Dem konnte auch Werner Grigo von der Bezirksregierung beipflichten: „Das Thema hat bei uns als „Bergbehörde“ absolute Priorität.“ Im Folgenden bestätigte er die Vergabe von etwa 20 Aufsuchungserlaubnissen. „Aber dadurch passiert noch nichts. Sie brauchen eine Kaskade an Genehmigungen – die Aufsuchungserlaubnis ist die erste Phase und gewährt einem Unternehmen ausschließlich das Recht zur Aufsuchung eines Bodenschatzes in einem Feld.“ Für konkrete Maßnahmen, wie etwa Bohrungen, sei eine bergrechtliche Betriebsplanzulassung erforderlich. Er verwies darauf, dass die Bezirksregierung an die aktuelle Erlasslage gebunden sei. „Wir sind die Exekutive, nicht die Legislative.“ Er ging mit seinem Vorredner und den Forderungen der Landesregierung konform, indem er eine Änderung des Bergrechts begrüßen würde. „Das Bergrecht kommt nahezu aus dem Mittelalter. Eine Umweltverträglichkeitsprüfung für Untersuchungs- und Gewinnungsbohrungen sollte in der heutigen Zeit darin verankert sein.“
„Ist das umweltverträglich – ja oder nein?“ Solange man diese Frage nicht ganz klar beantworten könne, dürfe es kein Fracking in NRW geben, machte abschließend MdL Thomas Eiskirch klar. „Vor der Zustimmung müssen einen ganze Reihe von Voraussetzungen erfüllt sein. Dazu gehört die eindeutige und nachvollziehbare Minimierung der Risiken. Noch sind zu viele Fragen offen.“ Eiskirch begrüßte die weitgehende Übereinstimmung der Parteien zum Thema in NRW.

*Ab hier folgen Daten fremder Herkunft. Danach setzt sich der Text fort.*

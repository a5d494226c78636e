#[cfg(feature = "serde")]
use serde::{Deserialize, Serialize};

/// One step of an iterative solver.
///
/// `x` is the approximation after the step (a scalar or a vector), and
/// `error` is the metric the solver compares against its tolerance: a half
/// bracket width, a step length, or an infinity norm, depending on the method.
#[derive(Debug, Clone, PartialEq)]
#[cfg_attr(feature = "serde", derive(Serialize, Deserialize))]
pub struct IterationRecord<X> {
    /// Iteration counter, 1-based.
    pub iter: usize,

    /// Current approximation.
    pub x: X,

    /// Current error magnitude.
    pub error: f64,
}

impl<X> IterationRecord<X> {
    /// Creates a new record.
    #[must_use]
    pub fn new(iter: usize, x: X, error: f64) -> Self {
        Self { iter, x, error }
    }
}
#[cfg(feature = "serde")]
use serde::{Deserialize, Serialize};

/// Indicates how a solver terminated.
#[derive(Debug, Clone, Copy, PartialEq, Eq)]
#[cfg_attr(feature = "serde", derive(Serialize, Deserialize))]
pub enum Status {
    /// Converged according to the configured tolerance.
    Converged,

    /// Reached the iteration limit without converging.
    MaxIters,

    /// Stopped early due to an observer decision.
    StoppedByObserver,
}

/// The result of a solver call.
///
/// `x` is a scalar for the root finders and a vector for the system and
/// linear solvers. Direct solvers always report [`Status::Converged`] and
/// count elimination or substitution steps in `iters`.
#[derive(Debug, Clone, PartialEq)]
#[cfg_attr(feature = "serde", derive(Serialize, Deserialize))]
pub struct Solution<X> {
    /// Final solver status.
    pub status: Status,

    /// Best approximation when the solver finished.
    pub x: X,

    /// Error metric at the reported approximation.
    pub error: f64,

    /// Iteration count when the solver finished.
    pub iters: usize,
}

impl<X> Solution<X> {
    /// Returns true if the solver met its tolerance.
    #[must_use]
    pub fn is_converged(&self) -> bool {
        self.status == Status::Converged
    }
}
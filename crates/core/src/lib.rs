//! Core traits and types for the Solvekit solvers.
//!
//! This crate defines the shared abstractions that solvers and observers
//! build on:
//!
//! - [`ScalarFunction`], [`Differentiable`], [`VectorFunction`]: the function
//!   provider capability that every solver consumes
//! - [`Config`]: the `(tolerance, max_iters)` convergence contract
//! - [`Observer`]: receives one [`IterationRecord`] per solver step and
//!   optionally returns a control action
//! - [`Solution`] and [`Status`]: what every solver call returns

mod config;
mod function;
mod observer;
mod record;
mod solution;

pub use config::{Config, ConfigError, DEFAULT_MAX_ITERS, LINEAR_TOLERANCE, ROOT_TOLERANCE};
pub use function::{
    CentralDifference, Differentiable, ScalarFunction, System, VectorFunction, WithDerivative,
};
pub use observer::Observer;
pub use record::IterationRecord;
pub use solution::{Solution, Status};
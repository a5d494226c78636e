//! Capability traits for cross-solver observers.
//!
//! These traits abstract over solver-specific event and action types, so an
//! observer written once works with the root finders and the iterative
//! linear solvers alike.
//!
//! # Example
//!
//! ```rust
//! use solvekit_core::Observer;
//! use solvekit_observers::traits::{CanStopEarly, HasError};
//!
//! struct Stagnation {
//!     last: f64,
//! }
//!
//! impl<E: HasError, A: CanStopEarly> Observer<E, A> for Stagnation {
//!     fn observe(&mut self, event: &E) -> Option<A> {
//!         let stalled = event.error() >= self.last;
//!         self.last = event.error();
//!         stalled.then(A::stop_early)
//!     }
//! }
//! ```

use solvekit_core::IterationRecord;
use solvekit_solvers::{equation, linear};

/// An event that carries an iteration index and an error magnitude.
pub trait HasError {
    /// Returns the 1-based iteration index.
    fn iter(&self) -> usize;

    /// Returns the error metric the solver compares against its tolerance.
    fn error(&self) -> f64;
}

/// An action type that can signal early termination.
pub trait CanStopEarly {
    /// Returns the action that stops the solver early.
    fn stop_early() -> Self;
}

impl<X> HasError for IterationRecord<X> {
    fn iter(&self) -> usize {
        self.iter
    }

    fn error(&self) -> f64 {
        self.error
    }
}

impl CanStopEarly for equation::Action {
    fn stop_early() -> Self {
        Self::StopEarly
    }
}

impl CanStopEarly for linear::Action {
    fn stop_early() -> Self {
        Self::StopEarly
    }
}
use solvekit_core::{Differentiable, ScalarFunction};

use super::Error;

/// Evaluates `f(x)`, rejecting provider failures and non-finite values.
pub(crate) fn value<F: ScalarFunction>(f: &F, x: f64) -> Result<f64, Error> {
    let value = f.evaluate(x).map_err(Error::function)?;
    finite(x, value)
}

/// Evaluates `f'(x)`, rejecting provider failures and non-finite values.
pub(crate) fn slope<F: Differentiable>(f: &F, x: f64) -> Result<f64, Error> {
    let slope = f.derivative(x).map_err(Error::function)?;
    finite(x, slope)
}

fn finite(x: f64, value: f64) -> Result<f64, Error> {
    if value.is_finite() {
        Ok(value)
    } else {
        Err(Error::NonFiniteValue { x, value })
    }
}
/// Receives solver events and decides how the iteration should proceed.
///
/// Solvers call `observe` once per iteration with an
/// [`IterationRecord`](crate::IterationRecord), which lets callers tabulate
/// progress, log it, or stop the solver early without changing its API.
///
/// The `observe` method returns `Option<A>`, where `Some(action)` requests a
/// solver-specific action and `None` lets the solver continue unchanged.
///
/// Closures automatically implement `Observer`, and a built-in impl for `()`
/// provides a no-op observer that always returns `None`.
pub trait Observer<E, A> {
    /// Observes a solver event and optionally returns a control action.
    fn observe(&mut self, event: &E) -> Option<A>;
}

impl<E, A, F> Observer<E, A> for F
where
    F: FnMut(&E) -> Option<A>,
{
    fn observe(&mut self, event: &E) -> Option<A> {
        self(event)
    }
}

impl<E, A> Observer<E, A> for () {
    fn observe(&mut self, _event: &E) -> Option<A> {
        None
    }
}
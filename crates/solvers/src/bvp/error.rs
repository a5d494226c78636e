use std::error::Error as StdError;

use thiserror::Error;

use crate::linear;

/// Errors that can occur while solving a boundary value problem.
#[derive(Debug, Error)]
pub enum Error {
    #[error("invalid interval [{a}, {b}]: endpoints must be finite with a < b")]
    InvalidInterval { a: f64, b: f64 },

    #[error("non-finite boundary values y(a) = {alpha}, y(b) = {beta}")]
    NonFiniteBoundary { alpha: f64, beta: f64 },

    #[error("at least one interior grid point is required")]
    NoInteriorPoints,

    #[error("non-finite source value {value} at x = {x}")]
    NonFiniteValue { x: f64, value: f64 },

    #[error("linear solve failed: {0}")]
    Linear(#[from] linear::Error),

    #[error("source evaluation failed")]
    Function(#[source] Box<dyn StdError + Send + Sync>),
}

impl Error {
    pub(crate) fn function<E: StdError + Send + Sync + 'static>(err: E) -> Self {
        Self::Function(Box::new(err))
    }
}
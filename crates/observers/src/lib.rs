//! Reusable observers for the Solvekit solvers.
//!
//! This crate provides [`Observer`] implementations and capability traits that
//! work across every iterative solver in Solvekit.
//!
//! # Observers
//!
//! - [`Recorder`] — collects every [`IterationRecord`] for later tabulation
//! - [`LogObserver`] — forwards each record to the `log` facade at trace level
//! - [`ErrorBelow`] — stops a solver once its error falls below a threshold
//!
//! # Modules
//!
//! - [`traits`] — capability traits for cross-solver observers
//!   ([`HasError`], [`CanStopEarly`])
//!
//! [`Observer`]: solvekit_core::Observer
//! [`IterationRecord`]: solvekit_core::IterationRecord
//! [`HasError`]: traits::HasError
//! [`CanStopEarly`]: traits::CanStopEarly

pub mod traits;

mod error_below;
mod log_observer;
mod recorder;

pub use error_below::ErrorBelow;
pub use log_observer::LogObserver;
pub use recorder::Recorder;
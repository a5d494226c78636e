//! Gauss-Seidel iteration.
//!
//! Uses the same splitting as [`jacobi`](super::jacobi) but sweeps in place:
//! entry `i` of the new iterate already sees entries `0..i` updated earlier
//! in the same sweep.
//!
//! ```text
//! x_new[i] = (b[i] - Σ_{j<i} A[i, j]·x_new[j] - Σ_{j>i} A[i, j]·x[j]) / A[i, i]
//! ```
//!
//! On diagonally dominant systems this typically needs fewer sweeps than
//! Jacobi for the same tolerance.

use nalgebra::{DMatrix, DVector};
use solvekit_core::{Config, IterationRecord, Observer, Solution};

use super::{Action, Error, LinearSystem, iterative};

/// Solves `A·x = b` by Gauss-Seidel iteration.
///
/// The sweep updates a private copy of the iterate; the initial guess stored
/// in `system` is never modified.
///
/// # Errors
///
/// Returns [`Error::ZeroPivot`] if any diagonal entry is zero.
pub fn solve<Obs>(
    system: &LinearSystem,
    config: &Config,
    observer: Obs,
) -> Result<Solution<DVector<f64>>, Error>
where
    Obs: Observer<IterationRecord<DVector<f64>>, Action>,
{
    iterative::solve("gauss-seidel", sweep, system, config, observer)
}

/// Solves `A·x = b` by Gauss-Seidel iteration without observer support.
///
/// # Errors
///
/// See [`solve`].
pub fn solve_unobserved(
    system: &LinearSystem,
    config: &Config,
) -> Result<Solution<DVector<f64>>, Error> {
    solve(system, config, ())
}

fn sweep(matrix: &DMatrix<f64>, rhs: &DVector<f64>, x: &DVector<f64>) -> DVector<f64> {
    let n = x.len();
    let mut next = x.clone();
    for i in 0..n {
        let updated: f64 = (0..i).map(|j| matrix[(i, j)] * next[j]).sum();
        let pending: f64 = ((i + 1)..n).map(|j| matrix[(i, j)] * x[j]).sum();
        next[i] = (rhs[i] - updated - pending) / matrix[(i, i)];
    }
    next
}
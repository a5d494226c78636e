use thiserror::Error;

use crate::linear;

/// Errors that can occur while fitting or evaluating a spline.
#[derive(Debug, Error, Clone, Copy, PartialEq)]
pub enum Error {
    #[error("a spline needs at least two points, got {len}")]
    TooFewPoints { len: usize },

    #[error("x has {x} points but y has {y}")]
    LengthMismatch { x: usize, y: usize },

    #[error("non-finite coordinate at index {index}")]
    NonFinite { index: usize },

    #[error("knots must be strictly increasing (index {index})")]
    NotIncreasing { index: usize },

    #[error("x = {x} is outside the knots [{first}, {last}]")]
    OutOfBounds { x: f64, first: f64, last: f64 },

    #[error("linear solve failed: {0}")]
    Linear(#[from] linear::Error),
}
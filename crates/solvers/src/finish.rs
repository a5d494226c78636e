use solvekit_core::{Solution, Status};

/// Logs how a solver terminated and hands the solution back.
pub(crate) fn finish<X>(method: &'static str, solution: Solution<X>) -> Solution<X> {
    match solution.status {
        Status::Converged => log::debug!(
            "{method}: converged after {} iterations (error {:e})",
            solution.iters,
            solution.error
        ),
        Status::MaxIters => log::warn!(
            "{method}: hit the iteration limit ({}) with error {:e}",
            solution.iters,
            solution.error
        ),
        Status::StoppedByObserver => log::debug!(
            "{method}: stopped by observer after {} iterations (error {:e})",
            solution.iters,
            solution.error
        ),
    }
    solution
}
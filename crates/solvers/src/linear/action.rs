/// Control actions supported by the iterative linear solvers.
#[derive(Debug, Clone, Copy, PartialEq, Eq)]
pub enum Action {
    /// Stop after the current sweep and return the latest iterate.
    StopEarly,
}
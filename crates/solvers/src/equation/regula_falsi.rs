//! Regula falsi (false position) for scalar root finding.
//!
//! Works like [`bisection`](super::bisection) but splits the bracket where
//! the line through `(a, f(a))` and `(b, f(b))` crosses zero:
//!
//! ```text
//! c = b - f(b)·(b - a) / (f(b) - f(a))
//! ```
//!
//! The bracket update and the termination rule are the same as bisection:
//! the error metric is half the remaining bracket width.
//!
//! # Limitations
//!
//! On convex or concave functions one endpoint never moves, so the bracket
//! width stays large even while the split point closes in on the root. The
//! solver then ends with [`Status::MaxIters`] and an accurate `x`. The
//! reported `x` is always the latest split point, not the bracket midpoint.
//!
//! [`Status::MaxIters`]: solvekit_core::Status::MaxIters

use solvekit_core::{Config, IterationRecord, Observer, ScalarFunction, Solution};

use super::{
    Action, Error,
    bracketing::{self, Rule},
};

/// Finds a root of `f` inside `bracket` by regula falsi.
///
/// # Errors
///
/// Returns [`Error::InvalidBracket`] if the endpoints are non-finite, equal,
/// or `f` does not change sign across them. Returns [`Error::Function`] or
/// [`Error::NonFiniteValue`] if an evaluation fails.
pub fn solve<F, Obs>(
    f: &F,
    bracket: [f64; 2],
    config: &Config,
    observer: Obs,
) -> Result<Solution<f64>, Error>
where
    F: ScalarFunction,
    Obs: Observer<IterationRecord<f64>, Action>,
{
    bracketing::solve(Rule::FalsePosition, f, bracket, config, observer)
}

/// Finds a root of `f` by regula falsi without observer support.
///
/// # Errors
///
/// See [`solve`].
pub fn solve_unobserved<F: ScalarFunction>(
    f: &F,
    bracket: [f64; 2],
    config: &Config,
) -> Result<Solution<f64>, Error> {
    solve(f, bracket, config, ())
}

#[cfg(test)]
mod tests {
    use super::*;

    use approx::assert_relative_eq;
    use solvekit_core::Status;

    use crate::equation::BracketError;

    #[test]
    fn linear_function_is_solved_in_one_step() {
        let f = |x: f64| 2.0 * x - 1.0;
        let solution = solve_unobserved(&f, [0.0, 2.0], &Config::default()).expect("solves");

        assert_eq!(solution.status, Status::Converged);
        assert_relative_eq!(solution.x, 0.5);
        assert_eq!(solution.iters, 1);
    }

    #[test]
    fn one_sided_convergence_reports_max_iters() {
        // Convex on [1, 2]: the right endpoint never moves.
        let f = |x: f64| x.powi(3) - x - 2.0;
        let config = Config::new(20, 1e-7).expect("valid config");
        let solution = solve_unobserved(&f, [1.0, 2.0], &config).expect("solves");

        assert_eq!(solution.status, Status::MaxIters);
        assert_eq!(solution.iters, 20);
        assert!(solution.error > 0.2);
        assert_relative_eq!(solution.x, 1.521_379_706_804_567_6, epsilon = 1e-8);
        assert!(f(solution.x).abs() < 1e-7);
    }

    #[test]
    fn split_points_stay_inside_bracket() {
        let f = |x: f64| x.cos() - x;
        let mut points = Vec::new();
        let observer = |record: &IterationRecord<f64>| {
            points.push(record.x);
            None
        };
        solve(&f, [0.0, 1.0], &Config::new(10, 0.0).expect("valid"), observer).expect("solves");

        assert!(!points.is_empty());
        assert!(points.iter().all(|x| (0.0..=1.0).contains(x)));
    }

    #[test]
    fn same_sign_bracket_is_rejected() {
        let f = |x: f64| x * x + 1.0;
        assert!(matches!(
            solve_unobserved(&f, [-1.0, 1.0], &Config::default()),
            Err(Error::InvalidBracket(BracketError::NoSignChange { .. }))
        ));
    }
}
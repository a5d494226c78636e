//! Finite-difference solver for two-point boundary value problems.
//!
//! # Problem
//!
//! Find `y(x)` on `[a, b]` with
//!
//! ```text
//! y''(x) = f(x),    y(a) = α,    y(b) = β
//! ```
//!
//! # Method
//!
//! The interval is split into `N + 1` equal steps of width `h`, giving the
//! grid `x[i] = a + i·h` for `i = 0..=N+1`. At each of the `N` interior points
//! the second derivative is replaced by the central difference, and the
//! equations are multiplied through by `h²`:
//!
//! ```text
//! y[i-1] - 2·y[i] + y[i+1] = h²·f(x[i])
//! ```
//!
//! The known boundary values move to the right-hand side of the first and
//! last rows. The resulting tridiagonal system is solved with
//! [`linear::thomas`]. The scheme is second-order accurate: halving `h`
//! divides the error by about four, and quadratic solutions are reproduced
//! exactly.
//!
//! The returned [`Solution`] carries the Thomas step count and the residual
//! of the scaled difference equations.

mod error;

pub use error::Error;

use nalgebra::DVector;
use solvekit_core::{ScalarFunction, Solution};

use crate::{finish::finish, linear};

const METHOD: &str = "finite difference";

/// A solution sampled on the finite-difference grid, boundary points
/// included.
#[derive(Debug, Clone, PartialEq)]
pub struct Profile {
    /// Grid points `a = x[0] < x[1] < ... < x[N+1] = b`.
    pub x: DVector<f64>,

    /// Approximate `y(x)` at each grid point.
    pub y: DVector<f64>,
}

/// Solves `y'' = source(x)` on `interval` with Dirichlet `boundary` values
/// `[y(a), y(b)]`, using `interior` unknown grid points.
///
/// # Errors
///
/// - [`Error::InvalidInterval`] unless `a < b` and both are finite.
/// - [`Error::NonFiniteBoundary`] if a boundary value is NaN or infinite.
/// - [`Error::NoInteriorPoints`] if `interior` is zero.
/// - [`Error::Function`] or [`Error::NonFiniteValue`] if `source` fails.
pub fn solve<F: ScalarFunction>(
    source: &F,
    interval: [f64; 2],
    boundary: [f64; 2],
    interior: usize,
) -> Result<Solution<Profile>, Error> {
    let [a, b] = interval;
    if !(a.is_finite() && b.is_finite() && a < b) {
        return Err(Error::InvalidInterval { a, b });
    }
    let [alpha, beta] = boundary;
    if !(alpha.is_finite() && beta.is_finite()) {
        return Err(Error::NonFiniteBoundary { alpha, beta });
    }
    if interior == 0 {
        return Err(Error::NoInteriorPoints);
    }

    #[allow(clippy::cast_precision_loss)]
    let h = (b - a) / (interior + 1) as f64;
    #[allow(clippy::cast_precision_loss)]
    let x = DVector::from_fn(interior + 2, |i, _| {
        if i == interior + 1 { b } else { a + h * i as f64 }
    });

    let mut rhs = DVector::zeros(interior);
    for i in 0..interior {
        let xi = x[i + 1];
        let value = source.evaluate(xi).map_err(Error::function)?;
        if !value.is_finite() {
            return Err(Error::NonFiniteValue { x: xi, value });
        }
        rhs[i] = h * h * value;
    }
    rhs[0] -= alpha;
    rhs[interior - 1] -= beta;

    let system = linear::TridiagonalSystem::new(
        DVector::from_element(interior - 1, 1.0),
        DVector::from_element(interior, -2.0),
        DVector::from_element(interior - 1, 1.0),
        rhs,
    )?;
    let inner = linear::thomas::solve(&system)?;

    let y = DVector::from_fn(interior + 2, |i, _| match i {
        0 => alpha,
        i if i == interior + 1 => beta,
        i => inner.x[i - 1],
    });

    Ok(finish(
        METHOD,
        Solution {
            status: inner.status,
            x: Profile { x, y },
            error: inner.error,
            iters: inner.iters,
        },
    ))
}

Zahlreiche Fragen konnten in der anschließenden Diskussion erörtert und beantwortet werden. Vor allem Elke Ibings Einwand, dass Grundwasser immer auch zum Teil unbekannten Fließwegen unterworfen sei, sorgte für Gesprächsbedarf. „Es ist doch möglich, dass unser Grundwasser teilweise auch aus dem Münsterland kommt – dort gab es 1995 eine Frackingbohrung.“ Dies bestätigte Werner Grigo: „Aber das war bislang der einzige Fracking-Fall in NRW.“
„Wir werden auch in Zukunft im Ausschuss und Rat sehr kritisch mit diesen Dingen umgehen und beobachten“, fasste Josef Wüllner den Abend zusammen und dankte Referenten und Zuhörern für ihr Interesse.